__Exercise brief__
This exercise calls for the line with "repository dcac84dd73346ed1", the line with "inside a single", and all lines between them in the material below, output exactly and with no other lines.

__Data for the task__

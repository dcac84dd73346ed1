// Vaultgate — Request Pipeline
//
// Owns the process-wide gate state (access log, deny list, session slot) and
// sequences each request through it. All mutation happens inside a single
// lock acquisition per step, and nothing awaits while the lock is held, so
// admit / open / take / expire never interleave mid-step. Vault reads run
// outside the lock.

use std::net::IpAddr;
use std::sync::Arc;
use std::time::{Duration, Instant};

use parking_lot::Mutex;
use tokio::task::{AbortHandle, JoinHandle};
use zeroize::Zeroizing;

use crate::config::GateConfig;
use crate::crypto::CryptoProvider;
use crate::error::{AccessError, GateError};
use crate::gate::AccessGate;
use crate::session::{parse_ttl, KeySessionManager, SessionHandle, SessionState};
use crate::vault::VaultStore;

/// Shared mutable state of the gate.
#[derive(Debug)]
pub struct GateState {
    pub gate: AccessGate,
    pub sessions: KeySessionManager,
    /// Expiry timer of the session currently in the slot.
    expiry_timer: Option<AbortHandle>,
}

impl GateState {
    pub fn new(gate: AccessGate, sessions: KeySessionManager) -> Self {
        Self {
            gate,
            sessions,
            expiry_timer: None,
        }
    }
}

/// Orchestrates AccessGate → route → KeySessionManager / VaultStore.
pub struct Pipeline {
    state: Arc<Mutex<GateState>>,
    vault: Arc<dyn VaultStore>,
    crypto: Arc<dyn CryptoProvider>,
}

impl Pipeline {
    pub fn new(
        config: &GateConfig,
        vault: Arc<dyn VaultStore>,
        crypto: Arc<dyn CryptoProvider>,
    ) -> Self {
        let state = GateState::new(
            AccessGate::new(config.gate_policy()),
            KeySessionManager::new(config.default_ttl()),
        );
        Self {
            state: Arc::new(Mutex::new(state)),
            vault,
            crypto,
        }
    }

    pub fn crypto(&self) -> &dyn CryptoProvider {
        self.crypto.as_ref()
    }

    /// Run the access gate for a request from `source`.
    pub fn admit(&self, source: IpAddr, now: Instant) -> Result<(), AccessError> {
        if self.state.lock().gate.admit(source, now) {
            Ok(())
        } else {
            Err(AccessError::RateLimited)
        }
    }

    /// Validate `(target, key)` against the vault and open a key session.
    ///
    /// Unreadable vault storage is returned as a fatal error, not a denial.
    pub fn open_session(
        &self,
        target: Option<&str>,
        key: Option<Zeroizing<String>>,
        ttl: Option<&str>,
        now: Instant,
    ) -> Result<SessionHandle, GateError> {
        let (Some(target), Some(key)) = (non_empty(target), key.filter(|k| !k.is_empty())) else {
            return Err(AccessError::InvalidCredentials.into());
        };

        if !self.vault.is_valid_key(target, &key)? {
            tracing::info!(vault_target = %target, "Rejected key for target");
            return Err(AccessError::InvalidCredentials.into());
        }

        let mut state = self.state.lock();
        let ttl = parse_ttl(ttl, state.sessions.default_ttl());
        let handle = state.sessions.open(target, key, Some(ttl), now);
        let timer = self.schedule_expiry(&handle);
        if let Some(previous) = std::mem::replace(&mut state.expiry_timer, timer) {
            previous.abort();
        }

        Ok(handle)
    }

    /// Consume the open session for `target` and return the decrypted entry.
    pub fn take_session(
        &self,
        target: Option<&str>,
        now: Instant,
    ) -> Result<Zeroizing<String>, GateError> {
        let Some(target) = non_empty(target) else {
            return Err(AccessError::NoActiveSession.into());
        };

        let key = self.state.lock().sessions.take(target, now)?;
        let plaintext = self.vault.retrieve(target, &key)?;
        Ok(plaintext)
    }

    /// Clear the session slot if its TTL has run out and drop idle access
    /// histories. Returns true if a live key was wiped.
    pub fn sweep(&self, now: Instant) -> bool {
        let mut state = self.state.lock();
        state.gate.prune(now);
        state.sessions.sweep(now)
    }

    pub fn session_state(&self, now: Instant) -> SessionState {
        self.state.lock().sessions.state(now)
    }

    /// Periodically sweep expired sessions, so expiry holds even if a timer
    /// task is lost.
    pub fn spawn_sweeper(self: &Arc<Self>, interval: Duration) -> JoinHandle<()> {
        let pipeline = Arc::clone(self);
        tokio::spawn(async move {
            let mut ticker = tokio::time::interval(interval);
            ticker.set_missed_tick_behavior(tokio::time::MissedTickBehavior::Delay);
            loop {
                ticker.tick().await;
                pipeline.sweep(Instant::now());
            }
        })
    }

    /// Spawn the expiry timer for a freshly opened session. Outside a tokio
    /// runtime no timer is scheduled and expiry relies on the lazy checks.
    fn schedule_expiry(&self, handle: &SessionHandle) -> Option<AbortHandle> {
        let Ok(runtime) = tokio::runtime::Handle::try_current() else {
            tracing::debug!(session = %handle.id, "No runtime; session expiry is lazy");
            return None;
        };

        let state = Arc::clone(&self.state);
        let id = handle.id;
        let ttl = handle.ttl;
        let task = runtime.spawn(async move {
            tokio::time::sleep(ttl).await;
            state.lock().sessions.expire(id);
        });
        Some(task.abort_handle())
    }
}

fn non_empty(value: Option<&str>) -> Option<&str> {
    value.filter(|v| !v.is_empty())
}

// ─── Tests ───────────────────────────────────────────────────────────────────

==

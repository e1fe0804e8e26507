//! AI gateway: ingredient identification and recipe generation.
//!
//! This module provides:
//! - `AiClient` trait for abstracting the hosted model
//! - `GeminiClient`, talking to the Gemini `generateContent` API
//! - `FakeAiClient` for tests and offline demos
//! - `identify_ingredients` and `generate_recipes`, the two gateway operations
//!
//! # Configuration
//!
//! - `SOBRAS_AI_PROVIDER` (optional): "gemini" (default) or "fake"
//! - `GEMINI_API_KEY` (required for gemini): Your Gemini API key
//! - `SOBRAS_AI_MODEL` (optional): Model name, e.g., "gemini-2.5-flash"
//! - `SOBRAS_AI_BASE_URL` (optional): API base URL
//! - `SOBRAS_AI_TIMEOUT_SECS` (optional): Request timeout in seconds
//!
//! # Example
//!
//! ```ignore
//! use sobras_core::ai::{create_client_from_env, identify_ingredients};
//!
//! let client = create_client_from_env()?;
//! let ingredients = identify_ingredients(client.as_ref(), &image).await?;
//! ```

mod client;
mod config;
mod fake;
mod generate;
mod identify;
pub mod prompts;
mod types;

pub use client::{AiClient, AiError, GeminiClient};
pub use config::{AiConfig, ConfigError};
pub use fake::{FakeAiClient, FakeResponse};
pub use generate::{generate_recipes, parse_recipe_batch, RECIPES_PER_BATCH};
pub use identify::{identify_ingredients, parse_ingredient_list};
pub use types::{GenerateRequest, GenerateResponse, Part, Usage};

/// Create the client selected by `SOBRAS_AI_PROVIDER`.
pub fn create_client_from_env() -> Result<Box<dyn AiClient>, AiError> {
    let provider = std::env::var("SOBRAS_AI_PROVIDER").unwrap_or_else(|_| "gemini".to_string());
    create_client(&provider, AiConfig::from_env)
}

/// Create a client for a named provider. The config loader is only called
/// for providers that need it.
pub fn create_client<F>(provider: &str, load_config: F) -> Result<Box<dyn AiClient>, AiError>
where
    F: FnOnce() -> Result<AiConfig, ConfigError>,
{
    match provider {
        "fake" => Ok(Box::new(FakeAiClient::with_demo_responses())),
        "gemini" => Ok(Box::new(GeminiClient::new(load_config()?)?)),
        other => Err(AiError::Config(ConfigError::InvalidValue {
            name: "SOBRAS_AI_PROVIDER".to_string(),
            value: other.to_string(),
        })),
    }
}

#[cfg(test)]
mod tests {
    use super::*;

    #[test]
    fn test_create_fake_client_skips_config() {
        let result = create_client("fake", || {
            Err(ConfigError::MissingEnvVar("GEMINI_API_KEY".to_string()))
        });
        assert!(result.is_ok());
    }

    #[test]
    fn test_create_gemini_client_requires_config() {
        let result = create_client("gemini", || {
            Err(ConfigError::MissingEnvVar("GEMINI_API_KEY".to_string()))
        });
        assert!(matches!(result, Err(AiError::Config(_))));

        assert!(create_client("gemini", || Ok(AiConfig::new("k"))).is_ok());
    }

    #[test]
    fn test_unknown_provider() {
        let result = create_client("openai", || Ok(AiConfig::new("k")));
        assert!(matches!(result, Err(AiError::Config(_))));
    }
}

...

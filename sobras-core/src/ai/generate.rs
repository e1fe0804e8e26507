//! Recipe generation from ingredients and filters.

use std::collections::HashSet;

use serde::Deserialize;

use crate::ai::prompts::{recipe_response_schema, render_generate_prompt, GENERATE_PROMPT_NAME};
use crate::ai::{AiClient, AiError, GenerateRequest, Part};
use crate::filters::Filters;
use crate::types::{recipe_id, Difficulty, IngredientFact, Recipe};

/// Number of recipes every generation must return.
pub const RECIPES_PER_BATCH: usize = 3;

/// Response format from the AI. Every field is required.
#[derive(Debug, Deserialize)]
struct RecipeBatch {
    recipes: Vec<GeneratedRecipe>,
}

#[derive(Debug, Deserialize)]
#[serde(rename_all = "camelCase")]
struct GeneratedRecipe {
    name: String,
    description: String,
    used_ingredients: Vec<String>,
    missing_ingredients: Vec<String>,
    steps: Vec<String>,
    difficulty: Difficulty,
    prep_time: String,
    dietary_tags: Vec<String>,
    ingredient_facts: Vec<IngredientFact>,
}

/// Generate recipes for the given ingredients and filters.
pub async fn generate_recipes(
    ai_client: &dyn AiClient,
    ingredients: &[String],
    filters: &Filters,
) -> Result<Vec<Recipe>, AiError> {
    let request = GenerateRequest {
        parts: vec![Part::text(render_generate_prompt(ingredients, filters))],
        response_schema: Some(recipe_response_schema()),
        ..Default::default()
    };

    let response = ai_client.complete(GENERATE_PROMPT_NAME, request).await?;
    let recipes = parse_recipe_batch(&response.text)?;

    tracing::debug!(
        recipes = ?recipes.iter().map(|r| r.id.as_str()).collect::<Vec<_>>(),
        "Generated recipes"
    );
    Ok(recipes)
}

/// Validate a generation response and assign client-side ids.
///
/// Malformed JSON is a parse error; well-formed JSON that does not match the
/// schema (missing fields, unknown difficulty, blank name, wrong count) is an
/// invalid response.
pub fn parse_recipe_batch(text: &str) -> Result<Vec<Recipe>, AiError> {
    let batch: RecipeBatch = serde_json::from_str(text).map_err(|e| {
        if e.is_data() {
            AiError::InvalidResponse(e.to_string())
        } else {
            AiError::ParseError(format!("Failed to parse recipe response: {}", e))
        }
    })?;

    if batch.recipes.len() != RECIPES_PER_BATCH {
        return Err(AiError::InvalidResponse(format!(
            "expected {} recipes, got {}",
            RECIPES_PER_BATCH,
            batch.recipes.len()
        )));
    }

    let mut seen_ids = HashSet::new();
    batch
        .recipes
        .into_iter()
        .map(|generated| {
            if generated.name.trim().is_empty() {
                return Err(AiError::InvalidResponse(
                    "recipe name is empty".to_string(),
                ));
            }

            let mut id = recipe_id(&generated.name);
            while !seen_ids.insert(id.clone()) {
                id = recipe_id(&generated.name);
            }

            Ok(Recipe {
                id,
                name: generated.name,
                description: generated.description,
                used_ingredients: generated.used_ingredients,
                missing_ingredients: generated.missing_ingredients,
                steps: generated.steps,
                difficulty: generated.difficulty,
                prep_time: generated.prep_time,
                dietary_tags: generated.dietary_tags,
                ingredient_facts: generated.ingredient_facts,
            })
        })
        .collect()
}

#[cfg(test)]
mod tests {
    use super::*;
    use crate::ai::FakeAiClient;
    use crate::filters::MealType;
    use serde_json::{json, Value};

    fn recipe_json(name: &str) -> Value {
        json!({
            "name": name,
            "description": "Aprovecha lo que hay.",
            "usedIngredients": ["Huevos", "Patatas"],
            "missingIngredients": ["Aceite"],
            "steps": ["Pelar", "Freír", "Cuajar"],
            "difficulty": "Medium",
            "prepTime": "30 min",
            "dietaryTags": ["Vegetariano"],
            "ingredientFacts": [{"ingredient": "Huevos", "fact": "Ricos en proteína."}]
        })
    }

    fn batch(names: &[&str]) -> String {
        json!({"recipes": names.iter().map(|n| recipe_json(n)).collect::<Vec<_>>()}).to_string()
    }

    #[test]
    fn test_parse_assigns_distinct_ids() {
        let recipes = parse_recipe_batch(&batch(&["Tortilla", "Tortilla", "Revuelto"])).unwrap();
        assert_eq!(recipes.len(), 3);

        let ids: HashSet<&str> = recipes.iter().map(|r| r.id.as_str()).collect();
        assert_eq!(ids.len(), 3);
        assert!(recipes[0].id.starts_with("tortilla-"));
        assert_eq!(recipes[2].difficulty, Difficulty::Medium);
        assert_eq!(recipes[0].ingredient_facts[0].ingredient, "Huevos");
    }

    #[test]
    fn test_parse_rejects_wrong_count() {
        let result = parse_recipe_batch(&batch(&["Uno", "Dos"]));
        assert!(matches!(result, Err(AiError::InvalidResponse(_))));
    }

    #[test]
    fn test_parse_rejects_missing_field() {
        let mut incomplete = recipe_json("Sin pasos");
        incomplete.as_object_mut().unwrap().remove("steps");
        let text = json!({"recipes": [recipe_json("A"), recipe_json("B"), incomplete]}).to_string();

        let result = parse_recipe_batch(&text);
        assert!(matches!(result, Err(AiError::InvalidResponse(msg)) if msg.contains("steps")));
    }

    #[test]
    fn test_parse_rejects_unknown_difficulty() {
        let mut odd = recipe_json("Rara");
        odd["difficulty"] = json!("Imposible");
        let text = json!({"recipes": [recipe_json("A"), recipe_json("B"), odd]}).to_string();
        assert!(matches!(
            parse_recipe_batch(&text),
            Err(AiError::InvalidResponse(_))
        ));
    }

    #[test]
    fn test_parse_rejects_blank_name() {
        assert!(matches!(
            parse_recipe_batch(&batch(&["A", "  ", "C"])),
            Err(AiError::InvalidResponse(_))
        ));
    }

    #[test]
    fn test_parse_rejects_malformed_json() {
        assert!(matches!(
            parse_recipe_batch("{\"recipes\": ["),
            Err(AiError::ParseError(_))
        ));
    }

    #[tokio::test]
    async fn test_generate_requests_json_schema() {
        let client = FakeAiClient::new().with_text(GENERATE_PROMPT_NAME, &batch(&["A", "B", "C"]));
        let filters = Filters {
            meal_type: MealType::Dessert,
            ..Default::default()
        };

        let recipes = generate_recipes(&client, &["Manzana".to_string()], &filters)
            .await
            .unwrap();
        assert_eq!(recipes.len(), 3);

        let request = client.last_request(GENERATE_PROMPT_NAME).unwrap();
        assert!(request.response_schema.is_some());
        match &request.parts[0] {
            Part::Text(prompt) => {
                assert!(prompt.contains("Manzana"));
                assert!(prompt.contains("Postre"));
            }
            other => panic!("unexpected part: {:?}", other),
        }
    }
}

__The completed task__
repository dcac84dd73346ed1
// Vaultgate — Request Pipeline
//
// Owns the process-wide gate state (access log, deny list, session slot) and
// sequences each request through it. All mutation happens inside a single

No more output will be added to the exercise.